Required action:
All records that follow are to be restated exactly.

(Input material Opens)

//! Language-neutral syntax tree consumed by the scanner and the resolver.
//!
//! Front-end adapters lower their parser's concrete tree into this shape,
//! keeping only the four kinds the call graph cares about. Everything else is
//! transparent: its relevant descendants hang off the nearest relevant ancestor.

use std::path::{Path, PathBuf};
use std::sync::atomic::{AtomicU32, Ordering};

static NEXT_TREE: AtomicU32 = AtomicU32::new(0);

/// Process-unique identifier of a parsed tree.
#[derive(Debug, Clone, Copy, PartialEq, Eq, Hash)]
pub struct TreeId(pub u32);

impl TreeId {
    pub fn next() -> Self {
        Self(NEXT_TREE.fetch_add(1, Ordering::Relaxed))
    }
}

/// Identifier of a node, unique within its tree.
#[derive(Debug, Clone, Copy, PartialEq, Eq, Hash)]
pub struct SyntaxId(pub u32);

/// Receiver of a call expression.
#[derive(Debug, Clone, PartialEq, Eq)]
pub enum Receiver {
    /// `f()`
    None,
    /// `obj.f()`
    Named(String),
    /// `make().f()`, `a.b.f()`, `xs[0].f()`
    Unnamed,
}

#[derive(Debug, Clone, PartialEq, Eq)]
pub enum NodeKind {
    /// Root of a unit
    Module,
    /// `import a.b` has no members; `from a.b import c, d` lists `c` and `d`.
    /// A bare relative `from . import c` has an empty module.
    Import { module: String, members: Vec<String> },
    /// Class-like declaration
    Type { name: String },
    /// Function-like declaration, nested or not
    Callable { name: String },
    /// Call expression. `callee` is `None` when the called expression has no static name.
    Call { callee: Option<String>, receiver: Receiver },
}

#[derive(Debug, Clone)]
pub struct SyntaxNode {
    pub id: SyntaxId,
    pub kind: NodeKind,
    pub children: Vec<SyntaxNode>,
}

impl SyntaxNode {
    /// Depth-first, pre-order walk over this node and its descendants.
    pub fn walk(&self) -> impl Iterator<Item = &SyntaxNode> {
        let mut stack = vec![self];
        std::iter::from_fn(move || {
            let node = stack.pop()?;
            stack.extend(node.children.iter().rev());
            Some(node)
        })
    }
}

/// A parsed unit.
#[derive(Debug, Clone)]
pub struct SyntaxTree {
    pub id: TreeId,
    pub path: PathBuf,
    pub root: SyntaxNode,
}

impl SyntaxTree {
    pub fn path(&self) -> &Path {
        &self.path
    }
}

/// Assigns node ids while a tree is being built.
///
/// Used by adapters while lowering and by tests that describe trees by hand.
pub struct TreeBuilder {
    next: u32,
}

impl TreeBuilder {
    pub fn new() -> Self {
        Self { next: 1 }
    }

    pub fn node(&mut self, kind: NodeKind, children: Vec<SyntaxNode>) -> SyntaxNode {
        let id = SyntaxId(self.next);
        self.next += 1;
        SyntaxNode { id, kind, children }
    }

    pub fn import(&mut self, module: &str) -> SyntaxNode {
        self.import_from(module, &[])
    }

    pub fn import_from(&mut self, module: &str, members: &[&str]) -> SyntaxNode {
        let members = members.iter().map(|m| m.to_string()).collect();
        self.node(NodeKind::Import { module: module.to_string(), members }, Vec::new())
    }

    pub fn class(&mut self, name: &str, body: Vec<SyntaxNode>) -> SyntaxNode {
        self.node(NodeKind::Type { name: name.to_string() }, body)
    }

    pub fn function(&mut self, name: &str, body: Vec<SyntaxNode>) -> SyntaxNode {
        self.node(NodeKind::Callable { name: name.to_string() }, body)
    }

    pub fn call(&mut self, callee: &str) -> SyntaxNode {
        self.node(
            NodeKind::Call { callee: Some(callee.to_string()), receiver: Receiver::None },
            Vec::new(),
        )
    }

    pub fn method_call(&mut self, receiver: &str, callee: &str) -> SyntaxNode {
        self.node(
            NodeKind::Call {
                callee: Some(callee.to_string()),
                receiver: Receiver::Named(receiver.to_string()),
            },
            Vec::new(),
        )
    }

    pub fn finish(self, path: impl Into<PathBuf>, children: Vec<SyntaxNode>) -> SyntaxTree {
        SyntaxTree {
            id: TreeId::next(),
            path: path.into(),
            root: SyntaxNode { id: SyntaxId(0), kind: NodeKind::Module, children },
        }
    }
}

impl Default for TreeBuilder {
    fn default() -> Self {
        Self::new()
    }
}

(Input material Closes)

Task solution:
//! Language-neutral syntax tree consumed by the scanner and the resolver.
//!
//! Front-end adapters lower their parser's concrete tree into this shape,
//! keeping only the four kinds the call graph cares about. Everything else is
//! transparent: its relevant descendants hang off the nearest relevant ancestor.

use std::path::{Path, PathBuf};
use std::sync::atomic::{AtomicU32, Ordering};

static NEXT_TREE: AtomicU32 = AtomicU32::new(0);

/// Process-unique identifier of a parsed tree.
#[derive(Debug, Clone, Copy, PartialEq, Eq, Hash)]
pub struct TreeId(pub u32);

impl TreeId {
    pub fn next() -> Self {
        Self(NEXT_TREE.fetch_add(1, Ordering::Relaxed))
    }
}

/// Identifier of a node, unique within its tree.
#[derive(Debug, Clone, Copy, PartialEq, Eq, Hash)]
pub struct SyntaxId(pub u32);

/// Receiver of a call expression.
#[derive(Debug, Clone, PartialEq, Eq)]
pub enum Receiver {
    /// `f()`
    None,
    /// `obj.f()`
    Named(String),
    /// `make().f()`, `a.b.f()`, `xs[0].f()`
    Unnamed,
}

#[derive(Debug, Clone, PartialEq, Eq)]
pub enum NodeKind {
    /// Root of a unit
    Module,
    /// `import a.b` has no members; `from a.b import c, d` lists `c` and `d`.
    /// A bare relative `from . import c` has an empty module.
    Import { module: String, members: Vec<String> },
    /// Class-like declaration
    Type { name: String },
    /// Function-like declaration, nested or not
    Callable { name: String },
    /// Call expression. `callee` is `None` when the called expression has no static name.
    Call { callee: Option<String>, receiver: Receiver },
}

#[derive(Debug, Clone)]
pub struct SyntaxNode {
    pub id: SyntaxId,
    pub kind: NodeKind,
    pub children: Vec<SyntaxNode>,
}

impl SyntaxNode {
    /// Depth-first, pre-order walk over this node and its descendants.
    pub fn walk(&self) -> impl Iterator<Item = &SyntaxNode> {
        let mut stack = vec![self];
        std::iter::from_fn(move || {
            let node = stack.pop()?;
            stack.extend(node.children.iter().rev());
            Some(node)
        })
    }
}

/// A parsed unit.
#[derive(Debug, Clone)]
pub struct SyntaxTree {
    pub id: TreeId,
    pub path: PathBuf,
    pub root: SyntaxNode,
}

impl SyntaxTree {
    pub fn path(&self) -> &Path {
        &self.path
    }
}

/// Assigns node ids while a tree is being built.
///
/// Used by adapters while lowering and by tests that describe trees by hand.
pub struct TreeBuilder {
    next: u32,
}

impl TreeBuilder {
    pub fn new() -> Self {
        Self { next: 1 }
    }

    pub fn node(&mut self, kind: NodeKind, children: Vec<SyntaxNode>) -> SyntaxNode {
        let id = SyntaxId(self.next);
        self.next += 1;
        SyntaxNode { id, kind, children }
    }

    pub fn import(&mut self, module: &str) -> SyntaxNode {
        self.import_from(module, &[])
    }

    pub fn import_from(&mut self, module: &str, members: &[&str]) -> SyntaxNode {
        let members = members.iter().map(|m| m.to_string()).collect();
        self.node(NodeKind::Import { module: module.to_string(), members }, Vec::new())
    }

    pub fn class(&mut self, name: &str, body: Vec<SyntaxNode>) -> SyntaxNode {
        self.node(NodeKind::Type { name: name.to_string() }, body)
    }

    pub fn function(&mut self, name: &str, body: Vec<SyntaxNode>) -> SyntaxNode {
        self.node(NodeKind::Callable { name: name.to_string() }, body)
    }

    pub fn call(&mut self, callee: &str) -> SyntaxNode {
        self.node(
            NodeKind::Call { callee: Some(callee.to_string()), receiver: Receiver::None },
            Vec::new(),
        )
    }

    pub fn method_call(&mut self, receiver: &str, callee: &str) -> SyntaxNode {
        self.node(
            NodeKind::Call {
                callee: Some(callee.to_string()),
                receiver: Receiver::Named(receiver.to_string()),
            },
            Vec::new(),
        )
    }

    pub fn finish(self, path: impl Into<PathBuf>, children: Vec<SyntaxNode>) -> SyntaxTree {
        SyntaxTree {
            id: TreeId::next(),
            path: path.into(),
            root: SyntaxNode { id: SyntaxId(0), kind: NodeKind::Module, children },
        }
    }
}

impl Default for TreeBuilder {
    fn default() -> Self {
        Self::new()
    }
}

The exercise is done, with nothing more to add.